O Tribunal de Justiça de Minas Gerais (TJMG) confirmou por unanimidade a condenação de um homem de 35 anos acusado de estuprar uma menina de 12 anos em Indianópolis, no Triângulo Mineiro. A decisão, tomada pela 9ª Câmara Criminal, também manteve a condenação da mãe da adolescente.
O caso ganhou notável repercussão em fevereiro quando o colegiado inicialmente absolveu os réus, alegando existir uma relação consensual de afeto. Após intensa repercussão, o desembargador Magid Nauef Láuar, que posteriormente foi afastado pelo Conselho Nacional de Justiça (CNJ), reformou sua decisão.

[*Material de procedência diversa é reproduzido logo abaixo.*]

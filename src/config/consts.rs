// src/config/consts.rs

// Layout under the base directory
pub const INPUT_SUBDIR: &str = "csv";
pub const RESULT_SUBDIR: &str = "result";
pub const LOG_FILE: &str = "debug.log";

// Required input columns
pub const COL_NAME: &str = "frontFaceName";
pub const COL_URL: &str = "mtgmintcardUrl";

// Console
pub const PROMPT: &str = "Please enter the CSV file name: ";
pub const READ_OK: &str = "File successfully read.";
pub const INPUT_FAILED: &str = "File cannot be accessed! :(";

// Validation
pub const FOIL_MARKER: &str = "Foil";
pub const REASON_WRONG_URL: &str = "Wrong URL";
pub const REASON_NOT_FOIL: &str = "Card is not foil";
pub const REASON_NOT_PREFIX: &str = "Card is not ";
pub const REASON_NAV_PREFIX: &str = "Navigation failed: ";

// Report separators, per channel
pub const CONSOLE_SEP: &str = " | ";
pub const FILE_SEP: &str = ",";

// Browser
pub const NAV_TIMEOUT_SECS: u64 = 30;
pub const READY_POLL_MS: u64 = 50;
pub const BLANK_PAGE: &str = "about:blank";

// Environment overrides
pub const ENV_HOME: &str = "MINT_CHECK_HOME";
pub const ENV_ON_NAV_ERROR: &str = "MINT_CHECK_ON_NAV_ERROR";
pub const ENV_HEADFUL: &str = "MINT_CHECK_HEADFUL";
pub const ENV_CHROME: &str = "MINT_CHECK_CHROME";
pub const ENV_NO_SANDBOX: &str = "MINT_CHECK_NO_SANDBOX";
pub const ENV_NAV_TIMEOUT: &str = "MINT_CHECK_NAV_TIMEOUT_SECS";
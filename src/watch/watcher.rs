// src/watch/watcher.rs

use std::path::PathBuf;

use notify::{Config, Event, RecommendedWatcher, RecursiveMode, Watcher};
use tokio::sync::mpsc;
use tracing::{info, warn};

use crate::errors::Result;
use crate::watch::event::{raw_events_from_notify, RawEvent};

/// Handle for the filesystem watcher.
///
/// Owns the underlying `RecommendedWatcher`. Dropping this handle stops the
/// subscription and closes the event channel.
pub struct WatcherHandle {
    _inner: RecommendedWatcher,
}

impl std::fmt::Debug for WatcherHandle {
    fn fmt(&self, f: &mut std::fmt::Formatter<'_>) -> std::fmt::Result {
        f.debug_struct("WatcherHandle").finish()
    }
}

/// Subscribe recursively to `root` and forward every change as `RawEvent`s.
///
/// The notify callback runs on notify's own thread; it only converts and
/// forwards, so it never blocks on downstream work.
pub fn spawn_watcher(
    root: impl Into<PathBuf>,
    raw_tx: mpsc::UnboundedSender<RawEvent>,
) -> Result<WatcherHandle> {
    let root = root.into();

    let mut watcher = RecommendedWatcher::new(
        move |res: notify::Result<Event>| match res {
            Ok(event) => {
                for raw in raw_events_from_notify(&event) {
                    if raw_tx.send(raw).is_err() {
                        // Session loop is gone; nothing left to deliver to.
                        return;
                    }
                }
            }
            Err(err) => {
                warn!(error = %err, "file watch error");
            }
        },
        Config::default(),
    )?;

    watcher.watch(&root, RecursiveMode::Recursive)?;

    info!(root = ?root, "file watcher started");

    Ok(WatcherHandle { _inner: watcher })
}
// src/config/mod.rs

//! Configuration loading and validation for filetrigger.
//!
//! Responsibilities:
//! - Define the TOML-backed data model (`model.rs`).
//! - Load a config file from disk and overlay CLI flags (`loader.rs`).
//! - Validate values and produce the immutable `WatchSpec` (`validate.rs`).

pub mod loader;
pub mod model;
pub mod validate;

pub use loader::{apply_cli_overrides, load_and_validate, load_from_path, resolve_watch_spec};
pub use model::{ActionSection, DebounceSection, RawConfigFile, WatchSection, WatchSpec};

* O juiz convocado José Xavier Magalhães Brandão assumiu a relatoria do processo, sendo acompanhado pelos desembargadores Walner Barbosa Milward de Azevedo e Kárin Emmerich.
* O Ministério Público de Minas Gerais apresentou recurso enfatizando que a legislação brasileira considera menores de 14 anos como “pessoas de resistência nula”, tornando-os legalmente incapazes de consentimento.
* O procurador André Ubaldino manifestou-se em coletiva de imprensa, expressando “espanto” quanto à argumentação utilizada pelos desembargadores na sentença original.
O TJMG ressaltou em nota que, em conformidade com o Artigo 143 do Estatuto da Criança e do Adolescente (ECA), o processo tramita sob segredo de justiça. A decisão atual mantém a sentença condenatória de primeira instância, com os mandados de prisão já expedidos.